Just days after Australia proclaimed the creation of the world’s largest marine park, the President of the Maldives announced that the whole of the Maldives would become a marine reserve by 2017.

The commitment would see the Maldives become the first country in the world to become a marine reserve.

Baa Atoll, one of the 20 atolls that make up the Maldives and which comprises 75 islands, is already a UNESCO Biosphere Reserve. These are sites established by countries and recognised under UNESCO’s Man and the Biosphere (MAB) Programme to promote sustainable development based on local community efforts and sound science.

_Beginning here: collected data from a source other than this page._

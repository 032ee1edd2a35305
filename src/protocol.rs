//! Wire-compatible envelope types for the scoreboard relay protocol.
//!
//! Every envelope is a JSON object with a `type` discriminator. The relay's
//! oldest clients sent bare state objects with no `type` at all; that legacy
//! shape is resolved once, here, into [`ServerMessage::GameState`] and never
//! re-checked elsewhere.
//!
//! | `type`              | direction      |
//! |---------------------|----------------|
//! | `handshake`         | client → relay |
//! | `game_state_update` | client → relay |
//! | `release_master`    | client → relay |
//! | `role_assignment`   | relay → client |
//! | `role_changed`      | relay → client |
//! | `game_state` / none | relay → client |

use std::fmt;

use serde::de::Error as _;
use serde::{Deserialize, Deserializer, Serialize};
use serde_json::{Map, Value};

use crate::error::Result;
use crate::game::GameState;

/// Opaque reclaim credential issued by the relay to the master.
pub type MasterToken = String;

// ── Identity ────────────────────────────────────────────────────────

/// Relay-assigned client identifier. The relay may send numbers or strings.
#[derive(Debug, Clone, PartialEq, Eq, Hash, Serialize, Deserialize)]
#[serde(untagged)]
pub enum ClientId {
    Number(u64),
    Text(String),
}

impl fmt::Display for ClientId {
    fn fmt(&self, f: &mut fmt::Formatter<'_>) -> fmt::Result {
        match self {
            ClientId::Number(n) => write!(f, "{n}"),
            ClientId::Text(s) => f.write_str(s),
        }
    }
}

impl From<u64> for ClientId {
    fn from(value: u64) -> Self {
        ClientId::Number(value)
    }
}

impl From<&str> for ClientId {
    fn from(value: &str) -> Self {
        ClientId::Text(value.to_owned())
    }
}

/// Declared kind of a connecting client.
#[derive(Debug, Clone, Copy, PartialEq, Eq, Serialize, Deserialize)]
#[serde(rename_all = "lowercase")]
pub enum ClientType {
    /// Operator control panel; may be granted mastership.
    Operation,
    /// Passive display board.
    Board,
}

/// Role granted by the relay.
#[derive(Debug, Clone, Copy, Default, PartialEq, Eq, Serialize, Deserialize)]
#[serde(rename_all = "lowercase")]
pub enum Role {
    /// No assignment received yet.
    #[default]
    Unassigned,
    /// The single client authorised to mutate state.
    Master,
    /// A read-only operator panel.
    Slave,
    /// A display board.
    Viewer,
}

impl Role {
    /// Whether operator mutations must be refused under this role.
    pub fn operations_disabled(self) -> bool {
        matches!(self, Role::Slave | Role::Viewer)
    }
}

impl fmt::Display for Role {
    fn fmt(&self, f: &mut fmt::Formatter<'_>) -> fmt::Result {
        let name = match self {
            Role::Unassigned => "unassigned",
            Role::Master => "master",
            Role::Slave => "slave",
            Role::Viewer => "viewer",
        };
        f.write_str(name)
    }
}

// ── State payload ───────────────────────────────────────────────────

/// A received state payload. Every field is optional; only present fields
/// are merged.
///
/// Numbers are kept signed so out-of-domain values can be clamped on merge
/// instead of rejecting the whole message.
#[derive(Debug, Clone, Default, PartialEq, Eq, Serialize, Deserialize)]
pub struct StatePatch {
    #[serde(default, skip_serializing_if = "Option::is_none")]
    pub game_title: Option<String>,
    #[serde(default, skip_serializing_if = "Option::is_none")]
    pub team_top: Option<String>,
    #[serde(default, skip_serializing_if = "Option::is_none")]
    pub team_bottom: Option<String>,
    #[serde(default, skip_serializing_if = "Option::is_none")]
    pub game_inning: Option<i64>,
    #[serde(default, skip_serializing_if = "Option::is_none")]
    pub top: Option<bool>,
    #[serde(default, skip_serializing_if = "Option::is_none")]
    pub first_base: Option<bool>,
    #[serde(default, skip_serializing_if = "Option::is_none")]
    pub second_base: Option<bool>,
    #[serde(default, skip_serializing_if = "Option::is_none")]
    pub third_base: Option<bool>,
    #[serde(default, skip_serializing_if = "Option::is_none")]
    pub ball_cnt: Option<i64>,
    #[serde(default, skip_serializing_if = "Option::is_none")]
    pub strike_cnt: Option<i64>,
    #[serde(default, skip_serializing_if = "Option::is_none")]
    pub out_cnt: Option<i64>,
    #[serde(default, skip_serializing_if = "Option::is_none")]
    pub score_top: Option<i64>,
    #[serde(default, skip_serializing_if = "Option::is_none")]
    pub score_bottom: Option<i64>,
    #[serde(default, skip_serializing_if = "Option::is_none")]
    pub last_inning: Option<i64>,
}

impl StatePatch {
    /// Extract the payload from a state envelope body.
    ///
    /// Accepts `boardData`, then `data`, then the flat body itself.
    fn from_body(mut body: Map<String, Value>) -> Result<Self> {
        let payload = match body.remove("boardData") {
            Some(Value::Object(inner)) => inner,
            _ => match body.remove("data") {
                Some(Value::Object(inner)) => inner,
                _ => body,
            },
        };
        Ok(serde_json::from_value(Value::Object(payload))?)
    }

    /// Whether no field is present.
    pub fn is_empty(&self) -> bool {
        *self == StatePatch::default()
    }
}

impl From<&GameState> for StatePatch {
    fn from(state: &GameState) -> Self {
        Self {
            game_title: Some(state.title.clone()),
            team_top: Some(state.team_top.clone()),
            team_bottom: Some(state.team_bottom.clone()),
            game_inning: Some(i64::from(state.inning)),
            top: Some(state.top),
            first_base: Some(state.bases.first),
            second_base: Some(state.bases.second),
            third_base: Some(state.bases.third),
            ball_cnt: Some(i64::from(state.balls)),
            strike_cnt: Some(i64::from(state.strikes)),
            out_cnt: Some(i64::from(state.outs)),
            score_top: Some(i64::from(state.score_top)),
            score_bottom: Some(i64::from(state.score_bottom)),
            last_inning: Some(i64::from(state.last_inning)),
        }
    }
}

// ── Payload structs ─────────────────────────────────────────────────

/// Body of `role_assignment`, sent once right after the handshake.
#[derive(Debug, Clone, PartialEq, Eq, Serialize, Deserialize)]
pub struct RoleAssignment {
    pub role: Role,
    #[serde(rename = "clientId")]
    pub client_id: ClientId,
    #[serde(rename = "masterClientId", default)]
    pub master_client_id: Option<ClientId>,
    #[serde(
        rename = "masterToken",
        default,
        skip_serializing_if = "Option::is_none"
    )]
    pub master_token: Option<MasterToken>,
}

/// Body of `role_changed`, sent on failover or release.
#[derive(Debug, Clone, PartialEq, Eq, Serialize, Deserialize)]
pub struct RoleChanged {
    #[serde(rename = "newRole")]
    pub new_role: Role,
    #[serde(default, skip_serializing_if = "Option::is_none")]
    pub reason: Option<String>,
    #[serde(rename = "clientId", default, skip_serializing_if = "Option::is_none")]
    pub client_id: Option<ClientId>,
    #[serde(
        rename = "masterClientId",
        default,
        skip_serializing_if = "Option::is_none"
    )]
    pub master_client_id: Option<ClientId>,
    #[serde(
        rename = "masterToken",
        default,
        skip_serializing_if = "Option::is_none"
    )]
    pub master_token: Option<MasterToken>,
    /// Explicit instruction to forget any stored token.
    #[serde(rename = "clearToken", default, skip_serializing_if = "Option::is_none")]
    pub clear_token: Option<bool>,
}

// ── Messages ────────────────────────────────────────────────────────

/// Envelopes sent from a client to the relay.
#[derive(Debug, Clone, PartialEq, Eq, Serialize, Deserialize)]
#[serde(tag = "type", rename_all = "snake_case")]
pub enum ClientMessage {
    /// First message on every connection.
    Handshake {
        #[serde(rename = "clientType")]
        client_type: ClientType,
        /// Reclaim credential from an earlier mastership, if any.
        #[serde(
            rename = "masterToken",
            default,
            skip_serializing_if = "Option::is_none"
        )]
        master_token: Option<MasterToken>,
    },
    /// Full snapshot from the master.
    GameStateUpdate {
        #[serde(rename = "boardData")]
        board_data: GameState,
    },
    /// Give up mastership.
    ReleaseMaster,
}

/// Envelopes received from the relay.
///
/// Deserialization goes through [`ServerMessage::parse`] rules: a missing
/// `type` is the legacy state variant; an unknown `type` is an error.
#[derive(Debug, Clone, PartialEq, Eq, Serialize)]
#[serde(tag = "type", rename_all = "snake_case")]
pub enum ServerMessage {
    RoleAssignment(RoleAssignment),
    RoleChanged(RoleChanged),
    GameState(StatePatch),
}

impl ServerMessage {
    /// Parse one text frame.
    ///
    /// # Errors
    ///
    /// Returns [`ScoreboardError::Serialization`](crate::ScoreboardError::Serialization)
    /// for invalid JSON, non-object envelopes, unknown `type` values, and
    /// mistyped fields.
    pub fn parse(text: &str) -> Result<Self> {
        let value: Value = serde_json::from_str(text)?;
        Self::from_value(value)
    }

    /// Resolve an already-parsed JSON value.
    pub fn from_value(value: Value) -> Result<Self> {
        let Value::Object(mut body) = value else {
            return Err(serde_json::Error::custom("envelope must be a JSON object").into());
        };
        match body.remove("type") {
            None => Ok(ServerMessage::GameState(StatePatch::from_body(body)?)),
            Some(Value::String(kind)) => match kind.as_str() {
                "role_assignment" => Ok(ServerMessage::RoleAssignment(serde_json::from_value(
                    Value::Object(body),
                )?)),
                "role_changed" => Ok(ServerMessage::RoleChanged(serde_json::from_value(
                    Value::Object(body),
                )?)),
                "game_state" => Ok(ServerMessage::GameState(StatePatch::from_body(body)?)),
                other => Err(
                    serde_json::Error::custom(format!("unknown message type `{other}`")).into(),
                ),
            },
            Some(other) => Err(serde_json::Error::custom(format!(
                "`type` must be a string, got {other}"
            ))
            .into()),
        }
    }
}

impl<'de> Deserialize<'de> for ServerMessage {
    fn deserialize<D: Deserializer<'de>>(deserializer: D) -> std::result::Result<Self, D::Error> {
        let value = Value::deserialize(deserializer)?;
        ServerMessage::from_value(value).map_err(D::Error::custom)
    }
}

#[cfg(test)]
#[allow(
    clippy::unwrap_used,
    clippy::expect_used,
    clippy::panic,
    clippy::todo,
    clippy::unimplemented,
    clippy::indexing_slicing
)]
mod tests {
    use super::*;

    #[test]
    fn handshake_omits_absent_token() {
        let msg = ClientMessage::Handshake {
            client_type: ClientType::Board,
            master_token: None,
        };
        assert_eq!(
            serde_json::to_string(&msg).unwrap(),
            r#"{"type":"handshake","clientType":"board"}"#
        );
    }

    #[test]
    fn release_master_is_bare_type() {
        let json = serde_json::to_string(&ClientMessage::ReleaseMaster).unwrap();
        assert_eq!(json, r#"{"type":"release_master"}"#);
    }

    #[test]
    fn untyped_envelope_is_legacy_state() {
        let msg = ServerMessage::parse(r#"{"out_cnt":0,"top":false}"#).unwrap();
        let ServerMessage::GameState(patch) = msg else {
            panic!("expected state, got {msg:?}");
        };
        assert_eq!(patch.out_cnt, Some(0));
        assert_eq!(patch.top, Some(false));
        assert_eq!(patch.ball_cnt, None);
    }

    #[test]
    fn unknown_type_is_rejected() {
        assert!(ServerMessage::parse(r#"{"type":"confetti"}"#).is_err());
        assert!(ServerMessage::parse(r#"{"type":7}"#).is_err());
        assert!(ServerMessage::parse("[1,2]").is_err());
    }

    #[test]
    fn serialized_state_message_parses_back() {
        let patch = StatePatch {
            ball_cnt: Some(2),
            ..StatePatch::default()
        };
        let json = serde_json::to_string(&ServerMessage::GameState(patch.clone())).unwrap();
        assert_eq!(ServerMessage::parse(&json).unwrap(), ServerMessage::GameState(patch));
    }

    #[test]
    fn operations_disabled_for_read_only_roles() {
        assert!(!Role::Unassigned.operations_disabled());
        assert!(!Role::Master.operations_disabled());
        assert!(Role::Slave.operations_disabled());
        assert!(Role::Viewer.operations_disabled());
    }
}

President Waheed, who made the commitment while addressing the Rio +20 UN Conference on Sustainable Development, said, “I take this opportunity to announce my Government’s commitment to make the entire Maldives, by 2017, the first country in the world to become, as a nation as a whole, a marine reserve.”

The President went on to say, “This commitment reflects our respect for our unique natural environment. We have taken these measures to protect our coral reefs, lagoons, coral islands and coral sand beaches. The Maldives will take any action necessary to ensure our future.”

The Maldives economy is built primarily on tourism and fisheries. The marine reserve will allow only sustainable and eco-friendly fishing. It will exclude destructive techniques. Trade in sharks, turtles and many species of fish in the Indian Ocean is already illegal in the Maldives.